EXERCISE AIM -> Repeat, without any change, the entries presented below.

___

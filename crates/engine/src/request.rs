use std::any::Any;

use operation::Variables;
use schema::Data;
use serde::{Deserialize, Serialize};

/// One request as handed to the pipeline.
///
/// This can be deserialized from the usual transport structure: the query
/// source, the operation name and the variables, all in `camelCase`.
#[derive(Serialize, Deserialize)]
#[serde(rename_all = "camelCase")]
pub struct Request {
    /// The query source of the request.
    #[serde(default)]
    pub query: String,

    /// The operation name hint used to pick one operation out of a
    /// multi-operation document.
    #[serde(default)]
    pub operation_name: Option<String>,

    /// The raw, uncoerced variables of the request.
    #[serde(default)]
    pub variables: Variables,

    /// Request data resolvers and custom stages can access through the
    /// request context.
    ///
    /// **This data is only valid for this request.**
    #[serde(skip)]
    pub data: Data,
}

impl Request {
    pub fn new(query: impl Into<String>) -> Self {
        Self {
            query: query.into(),
            operation_name: None,
            variables: Variables::default(),
            data: Data::default(),
        }
    }

    /// Specify the operation name of the request.
    #[must_use]
    pub fn with_operation_name<T: Into<String>>(self, name: T) -> Self {
        Self {
            operation_name: Some(name.into()),
            ..self
        }
    }

    /// Specify the variables.
    #[must_use]
    pub fn variables(self, variables: Variables) -> Self {
        Self { variables, ..self }
    }

    /// Insert some data for this request.
    #[must_use]
    pub fn data<D: Any + Send + Sync>(mut self, data: D) -> Self {
        self.data.insert(data);
        self
    }
}

impl<T: Into<String>> From<T> for Request {
    fn from(query: T) -> Self {
        Request::new(query)
    }
}

impl std::fmt::Debug for Request {
    fn fmt(&self, f: &mut std::fmt::Formatter<'_>) -> std::fmt::Result {
        f.debug_struct("Request")
            .field("query", &self.query)
            .field("operation_name", &self.operation_name)
            .field("variables", &self.variables)
            .finish()
    }
}

/// A batch of requests executed through the same engine.
#[derive(Debug, Serialize, Deserialize)]
#[serde(untagged)]
pub enum BatchRequest {
    Single(Request),
    Batch(Vec<Request>),
}
use async_graphql_value::{ConstValue, Name, Variables};
use indexmap::IndexMap;

use crate::{BoundField, BoundOperation, ComplexityError};

/// The computed complexity of one operation.
#[derive(Debug, Clone, Copy, PartialEq, Eq)]
pub struct ComplexityCost {
    pub cost: u64,
}

impl ComplexityCost {
    pub fn enforce(self, limit: u64) -> Result<ComplexityCost, ComplexityError> {
        if self.cost > limit {
            Err(ComplexityError::ExceedsLimit {
                cost: self.cost,
                limit,
            })
        } else {
            Ok(self)
        }
    }
}

/// Compute the operation's complexity before any resolver runs.
///
/// A field's effective cost is its declared base cost (1 when unannotated)
/// multiplied by each resolved multiplier argument; costs accumulate
/// additively down the tree. Pure function of its inputs.
pub fn compute_complexity(operation: &BoundOperation, variables: &Variables, use_multipliers: bool) -> ComplexityCost {
    ComplexityCost {
        cost: selection_set_cost(&operation.selection_set, variables, use_multipliers),
    }
}

fn selection_set_cost(selection_set: &[BoundField], variables: &Variables, use_multipliers: bool) -> u64 {
    selection_set
        .iter()
        .fold(0u64, |total, field| {
            total.saturating_add(field_cost(field, variables, use_multipliers))
        })
}

fn field_cost(field: &BoundField, variables: &Variables, use_multipliers: bool) -> u64 {
    let mut effective = field.definition.cost.as_ref().map_or(1, |cost| cost.complexity);

    if use_multipliers {
        if let Some(cost) = &field.definition.cost {
            if !cost.multipliers.is_empty() {
                let arguments = field.resolve_arguments(variables).unwrap_or_else(|err| {
                    tracing::debug!(
                        field = field.name.as_str(),
                        "could not resolve arguments for cost analysis: {err}"
                    );
                    IndexMap::new()
                });
                for path in &cost.multipliers {
                    effective = effective.saturating_mul(resolve_multiplier(field, &arguments, path));
                }
            }
        }
    }

    effective.saturating_add(selection_set_cost(&field.selection_set, variables, use_multipliers))
}

/// Resolve one multiplier path against the field's argument map.
///
/// Dotted segments descend into input object arguments. An absent segment or
/// a non-numeric leaf resolves to 1 instead of failing the analysis.
fn resolve_multiplier(field: &BoundField, arguments: &IndexMap<Name, ConstValue>, path: &str) -> u64 {
    let mut segments = path.split('.');
    let Some(argument_name) = segments.next() else {
        return 1;
    };

    let mut value = match arguments.get(argument_name) {
        Some(value) => value,
        None => {
            tracing::debug!(
                field = field.name.as_str(),
                path,
                "multiplier argument is absent, defaulting to 1"
            );
            return 1;
        }
    };

    for segment in segments {
        value = match value {
            ConstValue::Object(fields) => match fields.get(segment) {
                Some(value) => value,
                None => {
                    tracing::debug!(
                        field = field.name.as_str(),
                        path,
                        "multiplier path segment is absent, defaulting to 1"
                    );
                    return 1;
                }
            },
            _ => return 1,
        };
    }

    match value {
        ConstValue::Number(number) => number
            .as_u64()
            .or_else(|| number.as_f64().filter(|float| *float >= 0.0).map(|float| float as u64))
            .unwrap_or(1),
        _ => {
            tracing::debug!(
                field = field.name.as_str(),
                path,
                "multiplier did not resolve to a number, defaulting to 1"
            );
            1
        }
    }
}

___

WRITTEN ANSWER ->
filename crates/engine/src/request.rs
use std::any::Any;

use operation::Variables;
use schema::Data;
use serde::{Deserialize, Serialize};

/// One request as handed to the pipeline.
///
/// This can be deserialized from the usual transport structure: the query
/// source, the operation name and the variables, all in `camelCase`.
#[derive(Serialize, Deserialize)]
#[serde(rename_all = "camelCase")]
pub struct Request {
    /// The query source of the request.
    #[serde(default)]
    pub query: String,

    /// The operation name hint used to pick one operation out of a
    /// multi-operation document.
    #[serde(default)]
    pub operation_name: Option<String>,

    /// The raw, uncoerced variables of the request.
    #[serde(default)]
    pub variables: Variables,

    /// Request data resolvers and custom stages can access through the
    /// request context.
    ///
    /// **This data is only valid for this request.**
    #[serde(skip)]
    pub data: Data,
}

impl Request {
    pub fn new(query: impl Into<String>) -> Self {
        Self {
            query: query.into(),
            operation_name: None,
            variables: Variables::default(),
            data: Data::default(),
        }
    }

    /// Specify the operation name of the request.
    #[must_use]
    pub fn with_operation_name<T: Into<String>>(self, name: T) -> Self {
        Self {
            operation_name: Some(name.into()),
            ..self
        }
    }

    /// Specify the variables.
    #[must_use]
    pub fn variables(self, variables: Variables) -> Self {
        Self { variables, ..self }
    }

    /// Insert some data for this request.
    #[must_use]
    pub fn data<D: Any + Send + Sync>(mut self, data: D) -> Self {
        self.data.insert(data);
        self
    }
}

impl<T: Into<String>> From<T> for Request {
    fn from(query: T) -> Self {
        Request::new(query)
    }
}

impl std::fmt::Debug for Request {
    fn fmt(&self, f: &mut std::fmt::Formatter<'_>) -> std::fmt::Result {
        f.debug_struct("Request")
            .field("query", &self.query)
            .field("operation_name", &self.operation_name)
            .field("variables", &self.variables)
            .finish()
    }
}

/// A batch of requests executed through the same engine.
#[derive(Debug, Serialize, Deserialize)]
#[serde(untagged)]
pub enum BatchRequest {
    Single(Request),
    Batch(Vec<Request>),
}
use async_graphql_value::{ConstValue, Name, Variables};
use indexmap::IndexMap;

use crate::{BoundField, BoundOperation, ComplexityError};

/// The computed complexity of one operation.
#[derive(Debug, Clone, Copy, PartialEq, Eq)]
pub struct ComplexityCost {
    pub cost: u64,
}

impl ComplexityCost {
    pub fn enforce(self, limit: u64) -> Result<ComplexityCost, ComplexityError> {
        if self.cost > limit {
            Err(ComplexityError::ExceedsLimit {
                cost: self.cost,
                limit,
            })
        } else {
            Ok(self)
        }
    }
}

/// Compute the operation's complexity before any resolver runs.
///
/// A field's effective cost is its declared base cost (1 when unannotated)
/// multiplied by each resolved multiplier argument; costs accumulate
/// additively down the tree. Pure function of its inputs.
pub fn compute_complexity(operation: &BoundOperation, variables: &Variables, use_multipliers: bool) -> ComplexityCost {
    ComplexityCost {
        cost: selection_set_cost(&operation.selection_set, variables, use_multipliers),
    }
}

fn selection_set_cost(selection_set: &[BoundField], variables: &Variables, use_multipliers: bool) -> u64 {
    selection_set
        .iter()
        .fold(0u64, |total, field| {
            total.saturating_add(field_cost(field, variables, use_multipliers))
        })
}

fn field_cost(field: &BoundField, variables: &Variables, use_multipliers: bool) -> u64 {
    let mut effective = field.definition.cost.as_ref().map_or(1, |cost| cost.complexity);

    if use_multipliers {
        if let Some(cost) = &field.definition.cost {
            if !cost.multipliers.is_empty() {
                let arguments = field.resolve_arguments(variables).unwrap_or_else(|err| {
                    tracing::debug!(
                        field = field.name.as_str(),
                        "could not resolve arguments for cost analysis: {err}"
                    );
                    IndexMap::new()
                });
                for path in &cost.multipliers {
                    effective = effective.saturating_mul(resolve_multiplier(field, &arguments, path));
                }
            }
        }
    }

    effective.saturating_add(selection_set_cost(&field.selection_set, variables, use_multipliers))
}

/// Resolve one multiplier path against the field's argument map.
///
/// Dotted segments descend into input object arguments. An absent segment or
/// a non-numeric leaf resolves to 1 instead of failing the analysis.
fn resolve_multiplier(field: &BoundField, arguments: &IndexMap<Name, ConstValue>, path: &str) -> u64 {
    let mut segments = path.split('.');
    let Some(argument_name) = segments.next() else {
        return 1;
    };

    let mut value = match arguments.get(argument_name) {
        Some(value) => value,
        None => {
            tracing::debug!(
                field = field.name.as_str(),
                path,
                "multiplier argument is absent, defaulting to 1"
            );
            return 1;
        }
    };

    for segment in segments {
        value = match value {
            ConstValue::Object(fields) => match fields.get(segment) {
                Some(value) => value,
                None => {
                    tracing::debug!(
                        field = field.name.as_str(),
                        path,
                        "multiplier path segment is absent, defaulting to 1"
                    );
                    return 1;
                }
            },
            _ => return 1,
        };
    }

    match value {
        ConstValue::Number(number) => number
            .as_u64()
            .or_else(|| number.as_f64().filter(|float| *float >= 0.0).map(|float| float as u64))
            .unwrap_or(1),
        _ => {
            tracing::debug!(
                field = field.name.as_str(),
                path,
                "multiplier did not resolve to a number, defaulting to 1"
            );
            1
        }
    }
}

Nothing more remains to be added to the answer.